June 22, 2022

Bedtime for Democracy

Kounosuke Kawakami Laboratory at Kurashiki University of Science and the Arts

Winston Smith, Bedtime for Democracy, 1986. 31cm x 31cm. © Winston Smith.

Nuotama Bodomo, Afronauts, 2014. Single-channel video, 14min. © Nuotama Bodomo.

Leticia Agudo, After The Revolution, 2008. Single-channel video, 52min. © Leticia Agudo.

Bread & Puppet Theater, Birdcatcher In Hell, 1971. Single-channel video, 25min. © Bread & Puppet Theater.

Lizzie Borden, Born in Flames, 1983. Single-channel video, 80min. © Lizzie Borden.

Heiny Srour, The Hour of Liberation Has Arrived, 1974. Single-channel video, 65min. © Heiny Srour.

Martha Rosler, Martha Rosler Reads Vogue, 1982. Single-channel video, 26min, © Martha Rosler.

Toshio Matsumoto, Anpojoyaku(The Japan-US Security Treaty), 18min, 1959. Single-channel video,©Toshio Matsumoto.

Artists: Leticia Agudo, Nuotama Bodomo, Lizzie Borden, Bread & Puppet Theater, Wendy Brown, Naomi Klein, Toshio Matsumoto, Martha Rosler, Winston Smith, Heiny Srour.

Kounosuke Kawakami Laboratory as part of Kurashiki University of Science and the Arts is pleased to announce the exhibition Bedtime for Democracy.

On their album “Bedtime for Democracy”, the American punk rock band The Dead Kennedys shouted that they were living in “Babylon's mirage conveyor belt of fleshdunce” in “electric fences for those prison camps they call homelands,” which sang of the unsung complicity of democracy and capitalism.

The title of the album given to this exhibition comes from the 1951 comedy film starring Ronald Reagan Bedtime for Bonzo and is an indictment of Reaganomics, neo-liberalism, war, information overload, the entertainment industry (leisure and consumption), and machoism and its sham rebellion. At the same time, it suggests a concern for those at the margin, for refugees and queer people.

With these perspectives, the project will present an exhibition by ten artists, activists and philosophers. The works suggest a breakdown in the political mythology of democracy, illuminating the marginalised whose voices are drowned out by the current questioning of the decision-making process in democracy. Also, from a geopolitical perspective, the project takes up works that illuminate the dispersion and sharing of power within groups, starting from popular disobedience, and explores how we can regain the sovereignty that has been taken away from democracy by principles of neoliberalism. We will also look at how democracy can be transformed into a politics of resistance.

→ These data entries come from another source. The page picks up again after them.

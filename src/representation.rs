//! Compilation of a form into its tensor representation.
use crate::error::FormError;
use crate::form::{DomainType, Form, Integral, Monomial};
use crate::integrate::{QuadratureDomain, ReferenceIntegrator};
use crate::reassign::mark_auxiliary_indices;
use crate::reference_tensor::ReferenceTensor;
use crate::reorder::reorder_indices;
use crate::simplify::simplify;
use eyre::WrapErr;
use itertools::iproduct;
use log::info;
use serde::{Deserialize, Serialize};

/// Settings for [`compile_form`].
#[derive(Debug, Clone, PartialEq, Eq, Serialize, Deserialize)]
#[serde(default)]
pub struct CompilerSettings {
    /// The quadrature degree used for reference tensors. If `None`, each reference tensor is
    /// integrated with the sum of the degrees of its elements.
    pub quadrature_degree: Option<usize>,
    /// Whether to evaluate the entries of reference tensors in parallel.
    pub parallel: bool,
}

impl Default for CompilerSettings {
    fn default() -> Self {
        Self {
            quadrature_degree: None,
            parallel: true,
        }
    }
}

/// A monomial of the simplified form and the reference tensor it is computed from.
#[derive(Debug, Clone, PartialEq, Serialize)]
pub struct TensorTerm {
    /// Position of the monomial in the simplified form.
    pub monomial: usize,
    /// Position of the monomial whose reference tensor is shared. Equal to `monomial` for
    /// representatives.
    pub representative: usize,
    /// Factor relating the reference tensor of this monomial to that of its representative.
    pub scale: f64,
}

/// The reference tensors of all representatives of an integral on one domain.
#[derive(Debug, Clone, PartialEq, Serialize)]
pub struct DomainTensors {
    pub domain: QuadratureDomain,
    /// Pairs of representative position and reference tensor.
    pub tensors: Vec<(usize, ReferenceTensor)>,
}

impl DomainTensors {
    pub fn tensor_for(&self, representative: usize) -> Option<&ReferenceTensor> {
        self.tensors
            .iter()
            .find(|(position, _)| *position == representative)
            .map(|(_, tensor)| tensor)
    }
}

/// All terms of one integral.
#[derive(Debug, Clone, PartialEq, Serialize)]
pub struct IntegralTensors {
    pub integral: Integral,
    pub terms: Vec<TensorTerm>,
    pub domains: Vec<DomainTensors>,
}

/// The simplified, factored form and its precomputed reference tensors.
#[derive(Debug, Clone, PartialEq, Serialize)]
pub struct TensorRepresentation {
    pub form: Form,
    pub factorization: Vec<Option<usize>>,
    pub integrals: Vec<IntegralTensors>,
}

/// The domains an integral is evaluated on: the cell, every facet, or every ordered pair of
/// facets.
pub fn quadrature_domains(integral: &Integral) -> Vec<QuadratureDomain> {
    match integral.domain {
        DomainType::Cell => vec![QuadratureDomain::Cell],
        DomainType::ExteriorFacet => (0..integral.num_facets)
            .map(QuadratureDomain::ExteriorFacet)
            .collect(),
        DomainType::InteriorFacet => iproduct!(0..integral.num_facets, 0..integral.num_facets)
            .map(|(plus, minus)| QuadratureDomain::InteriorFacet(plus, minus))
            .collect(),
    }
}

fn check_facet_count(monomial: &Monomial) -> Result<(), FormError> {
    let integral = monomial.integral;
    if integral.domain == DomainType::Cell {
        return Ok(());
    }
    for v in &monomial.basis_functions {
        let cell = v.element.cell();
        if cell.num_facets() != integral.num_facets {
            return Err(FormError::Unhandled(format!(
                "{} integral over {} facets of a {cell} cell, which has {} facets",
                integral,
                integral.num_facets,
                cell.num_facets()
            )));
        }
    }
    Ok(())
}

fn compute_integral_tensors(
    form: &Form,
    factorization: &[Option<usize>],
    integral: Integral,
    settings: &CompilerSettings,
) -> Result<IntegralTensors, FormError> {
    let monomials = form.monomials();
    let mut terms = Vec::new();
    let mut representatives = Vec::new();
    for (position, monomial) in monomials.iter().enumerate() {
        if monomial.integral != integral {
            continue;
        }
        check_facet_count(monomial)?;
        let representative = factorization[position].unwrap_or(position);
        if representative == position {
            representatives.push(position);
        }
        terms.push(TensorTerm {
            monomial: position,
            representative,
            scale: monomial.constant / monomials[representative].constant,
        });
    }

    let mut domains = Vec::new();
    for domain in quadrature_domains(&integral) {
        let mut tensors = Vec::with_capacity(representatives.len());
        for &position in &representatives {
            let monomial = &monomials[position];
            let integrator = ReferenceIntegrator::for_basis_functions(
                &monomial.basis_functions,
                domain,
                settings.quadrature_degree,
            )?;
            let tensor = if settings.parallel {
                ReferenceTensor::compute_par(monomial, &integrator)?
            } else {
                ReferenceTensor::compute(monomial, &integrator)?
            };
            tensors.push((position, tensor));
        }
        domains.push(DomainTensors { domain, tensors });
    }

    Ok(IntegralTensors {
        integral,
        terms,
        domains,
    })
}

/// Compiles a form into its tensor representation.
///
/// The form is simplified, secondary indices summed within basis functions are made
/// auxiliary, monomials sharing a reference tensor are identified, and one reference tensor is
/// computed per representative and integration domain.
pub fn compile_form(form: &Form, settings: &CompilerSettings) -> eyre::Result<TensorRepresentation> {
    info!("Compiling form with {} monomials", form.len());

    let mut form = form.clone();
    simplify(&mut form).wrap_err("failed to simplify form")?;
    mark_auxiliary_indices(&mut form).wrap_err("failed to mark auxiliary indices")?;
    let factorization = reorder_indices(&mut form).wrap_err("failed to factorize form")?;
    info!(
        "Simplified form has {} monomials, {} of which share a reference tensor",
        form.len(),
        factorization.iter().filter(|f| f.is_some()).count()
    );

    let integrals = form
        .integrals()
        .into_iter()
        .map(|integral| {
            compute_integral_tensors(&form, &factorization, integral, settings)
                .wrap_err_with(|| format!("failed to compute reference tensors for {integral} integral"))
        })
        .collect::<eyre::Result<Vec<_>>>()?;

    Ok(TensorRepresentation {
        form,
        factorization,
        integrals,
    })
}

Kounosuke Kawakami is an artist, researcher, curator, and currently associate professor at the Kurashiki University of Science and The Arts. His curatorial approach focuses on: artist’s or collective practices; re-interpreting historical contexts into the contemporary via the exhibition format; and looking at artists who question current political and social conditions and perceptions through art. Exhibitions include: PUNK! The Revolution of Everyday Life 2021, Reinventing the ‘F’ Word – Feminism! 2020; Guerrilla Girls, Solar: A Meltdown, 2020; Ho Rui An, Solar: A Meltdown 2020, Anton Vidokle, Russian Cosmism: Trilogy 2019.

KAG 1-2-3 Achi, Kurashiki, Okayama. 10am–5pm June 26–Aug 28, 2022.
BUoY 49-11 Senjyunakacho, Adachi-ku, Tokyo. 11am–7pm Sep 17–Sep 25, 2022.